## EXCERPTED RECORDS
------------------------------------------------------------------------

//! Stream transport integration tests: end-to-end enqueue/process,
//! poison handling, retry via redelivery, dead-lettering, and the
//! reclaim sweep.

mod common;

use std::sync::Arc;
use uuid::Uuid;

use ingest_core::config::{QueueConfig, ReclaimConfig, StreamConfig};
use ingest_core::messaging::IngestQueueClient;
use ingest_core::models::{IngestTask, IngestTaskTransition};
use ingest_core::orchestration::{
    IngestStreamWorker, IngestTaskEnqueuer, IngestTaskProcessor, IngestTaskStateService,
    PendingReclaimer,
};

struct Harness {
    pool: sqlx::PgPool,
    client: IngestQueueClient,
    queue: QueueConfig,
    stream: StreamConfig,
    enqueuer: IngestTaskEnqueuer,
}

impl Harness {
    /// Fresh uniquely-named queues, zero visibility timeout and zero
    /// backoff so redelivery is immediate.
    async fn new(
        pool: sqlx::PgPool,
        ingestor: Arc<dyn ingest_core::ingest::DocumentIngestor>,
        max_attempts: i32,
    ) -> (Self, IngestStreamWorker) {
        let client = IngestQueueClient::new_with_pool(pool.clone()).await;
        let queue = QueueConfig {
            stream_queue: common::unique_queue("t_work"),
            dlq_queue: common::unique_queue("t_dlq"),
            ..QueueConfig::default()
        };
        let stream = StreamConfig {
            max_attempts,
            base_backoff_ms: 0,
            visibility_timeout_seconds: 0,
            reclaim: ReclaimConfig {
                idle_ms: 0,
                ..ReclaimConfig::default()
            },
            ..StreamConfig::default()
        };

        let state_service = Arc::new(IngestTaskStateService::new(
            pool.clone(),
            stream.retry_policy(),
        ));
        let processor = Arc::new(IngestTaskProcessor::new(
            pool.clone(),
            state_service,
            ingestor,
        ));
        let enqueuer = IngestTaskEnqueuer::new(
            pool.clone(),
            client.clone(),
            queue.clone(),
            ingest_core::config::OutboxConfig::default(),
        );

        let worker = IngestStreamWorker::new(
            client.clone(),
            processor.clone(),
            queue.clone(),
            stream.clone(),
        );
        worker.ensure_queues().await.unwrap();

        let harness = Self {
            pool,
            client,
            queue,
            stream,
            enqueuer,
        };
        (harness, worker)
    }

    fn reclaimer(&self, ingestor: Arc<dyn ingest_core::ingest::DocumentIngestor>) -> PendingReclaimer {
        let state_service = Arc::new(IngestTaskStateService::new(
            self.pool.clone(),
            self.stream.retry_policy(),
        ));
        let processor = Arc::new(IngestTaskProcessor::new(
            self.pool.clone(),
            state_service,
            ingestor,
        ));
        PendingReclaimer::new(
            self.client.clone(),
            processor,
            self.queue.clone(),
            self.stream.clone(),
        )
    }

    /// Peek the DLQ without consuming it (zero visibility timeout).
    async fn dlq_records(&self) -> Vec<serde_json::Value> {
        self.client
            .read_batch(&self.queue.dlq_queue, 0, 100)
            .await
            .unwrap()
            .into_iter()
            .map(|m| m.message)
            .collect()
    }

    async fn drop_queues(&self) {
        let _ = self.client.drop_queue(&self.queue.stream_queue).await;
        let _ = self.client.drop_queue(&self.queue.dlq_queue).await;
    }
}

#[tokio::test]
async fn test_enqueue_then_poll_succeeds_end_to_end() {
    let Some(pool) = common::test_pool().await else {
        return;
    };
    let ingestor = Arc::new(common::ScriptedIngestor::succeeding(12));
    let (harness, worker) = Harness::new(pool.clone(), ingestor, 10).await;

    let snapshot = harness
        .enqueuer
        .enqueue(1, 100, "/data/uploads/doc.pdf")
        .await
        .unwrap();
    assert_eq!(snapshot.status, "QUEUED");

    let handled = worker.poll_once().await.unwrap();
    assert_eq!(handled, 1);

    let task = IngestTask::find_by_id(&pool, snapshot.task_id)
        .await
        .unwrap()
        .unwrap();
    assert_eq!(task.status, "SUCCEEDED");
    assert_eq!(task.progress, 100);
    assert_eq!(task.processed_segments, 12);
    assert_eq!(task.total_segments, 12);

    // Acked: nothing left to redeliver.
    let redelivered = worker.poll_once().await.unwrap();
    assert_eq!(redelivered, 0);
    harness.drop_queues().await;
}

#[tokio::test]
async fn test_poison_delivery_is_acked_and_dropped() {
    let Some(pool) = common::test_pool().await else {
        return;
    };
    let ingestor = Arc::new(common::ScriptedIngestor::succeeding(1));
    let (harness, worker) = Harness::new(pool.clone(), ingestor, 10).await;

    harness
        .client
        .send(
            &harness.queue.stream_queue,
            &serde_json::json!({"taskId": "not-a-uuid", "userId": "1"}),
        )
        .await
        .unwrap();

    let handled = worker.poll_once().await.unwrap();
    assert_eq!(handled, 1);

    // Dropped for good: with a zero visibility timeout an unacked
    // delivery would reappear immediately.
    let redelivered = worker.poll_once().await.unwrap();
    assert_eq!(redelivered, 0);
    harness.drop_queues().await;
}

#[tokio::test]
async fn test_redelivery_retries_until_dead_letter() {
    let Some(pool) = common::test_pool().await else {
        return;
    };
    let ingestor = Arc::new(common::ScriptedIngestor::always_failing());
    let (harness, worker) = Harness::new(pool.clone(), ingestor, 2).await;

    let snapshot = harness
        .enqueuer
        .enqueue(1, 100, "/data/uploads/doc.pdf")
        .await
        .unwrap();

    // Attempt 1 fails: RETRYING, delivery left unacked.
    assert_eq!(worker.poll_once().await.unwrap(), 1);
    let task = IngestTask::find_by_id(&pool, snapshot.task_id)
        .await
        .unwrap()
        .unwrap();
    assert_eq!(task.status, "RETRYING");
    assert_eq!(task.attempt_count, 1);

    // Zero visibility timeout: attempt 2 rides the immediate redelivery,
    // exhausts the budget, dead-letters, and acks.
    assert_eq!(worker.poll_once().await.unwrap(), 1);
    let task = IngestTask::find_by_id(&pool, snapshot.task_id)
        .await
        .unwrap()
        .unwrap();
    assert_eq!(task.status, "DEAD");
    assert_eq!(task.attempt_count, 2);

    let dlq = harness.dlq_records().await;
    assert_eq!(dlq.len(), 1, "exactly one dead letter expected");
    assert_eq!(
        dlq[0].get("taskId").and_then(|v| v.as_str()),
        Some(snapshot.task_id.to_string().as_str())
    );

    assert_eq!(worker.poll_once().await.unwrap(), 0, "delivery must be acked");

    let transitions = IngestTaskTransition::list_for_task(&pool, snapshot.task_id)
        .await
        .unwrap();
    let path: Vec<&str> = transitions.iter().map(|t| t.to_status.as_str()).collect();
    assert_eq!(path, vec!["RUNNING", "RETRYING", "RUNNING", "DEAD"]);
    harness.drop_queues().await;
}

#[tokio::test]
async fn test_reclaimer_steals_abandoned_delivery() {
    let Some(pool) = common::test_pool().await else {
        return;
    };
    // The "crashed" consumer reads the delivery and never acks.
    let ingestor = Arc::new(common::ScriptedIngestor::succeeding(3));
    let (harness, _worker) = Harness::new(pool.clone(), ingestor.clone(), 10).await;

    let snapshot = harness
        .enqueuer
        .enqueue(1, 100, "/data/uploads/doc.pdf")
        .await
        .unwrap();
    let abandoned = harness
        .client
        .read_batch(&harness.queue.stream_queue, 0, 10)
        .await
        .unwrap();
    assert_eq!(abandoned.len(), 1);

    // idle_ms = 0: the sweep claims the entry immediately.
    let reclaimer = harness.reclaimer(ingestor);
    let claimed = reclaimer.reclaim_once().await.unwrap();
    assert_eq!(claimed, 1);

    let task = IngestTask::find_by_id(&pool, snapshot.task_id)
        .await
        .unwrap()
        .unwrap();
    assert_eq!(task.status, "SUCCEEDED");
    harness.drop_queues().await;
}

#[tokio::test]
async fn test_reclaimed_poison_is_dead_lettered() {
    let Some(pool) = common::test_pool().await else {
        return;
    };
    let ingestor = Arc::new(common::ScriptedIngestor::succeeding(1));
    let (harness, _worker) = Harness::new(pool.clone(), ingestor.clone(), 10).await;

    let task_id = Uuid::new_v4();
    harness
        .client
        .send(
            &harness.queue.stream_queue,
            &serde_json::json!({"taskId": task_id.to_string()}),
        )
        .await
        .unwrap();
    // Deliver once without acking so the entry is pending.
    let pending = harness
        .client
        .read_batch(&harness.queue.stream_queue, 0, 10)
        .await
        .unwrap();
    assert_eq!(pending.len(), 1);

    let reclaimer = harness.reclaimer(ingestor);
    assert_eq!(reclaimer.reclaim_once().await.unwrap(), 1);

    let dlq = harness.dlq_records().await;
    assert_eq!(dlq.len(), 1);
    assert_eq!(
        dlq[0].get("taskId").and_then(|v| v.as_str()),
        Some(task_id.to_string().as_str())
    );
    harness.drop_queues().await;
}

#[tokio::test]
async fn test_claim_hands_entry_to_at_most_one_sweep() {
    let Some(pool) = common::test_pool().await else {
        return;
    };
    let client = IngestQueueClient::new_with_pool(pool.clone()).await;
    let queue = common::unique_queue("t_claim");
    client.ensure_queue(&queue).await.unwrap();

    client
        .send(&queue, &serde_json::json!({"k": "v"}))
        .await
        .unwrap();
    client.read_batch(&queue, 0, 10).await.unwrap();

    let candidates = client.list_pending(&queue, 0, 10).await.unwrap();
    assert_eq!(candidates.len(), 1);

    // Two racing claims over the same snapshot of candidates.
    let (a, b) = tokio::join!(
        client.claim_pending(&queue, &candidates, 0, 0),
        client.claim_pending(&queue, &candidates, 0, 0)
    );
    let total = a.unwrap().len() + b.unwrap().len();
    assert_eq!(total, 1, "a pending entry must have at most one claimant");
    let _ = client.drop_queue(&queue).await;
}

------------------------------------------------------------------------

## PROBLEM TO WORK ON
Using the material above, return every line that holds the string "QueueConfig".

## RESULT OF THIS TASK
use ingest_core::config::{QueueConfig, ReclaimConfig, StreamConfig};
    queue: QueueConfig,
        let queue = QueueConfig {
            ..QueueConfig::default()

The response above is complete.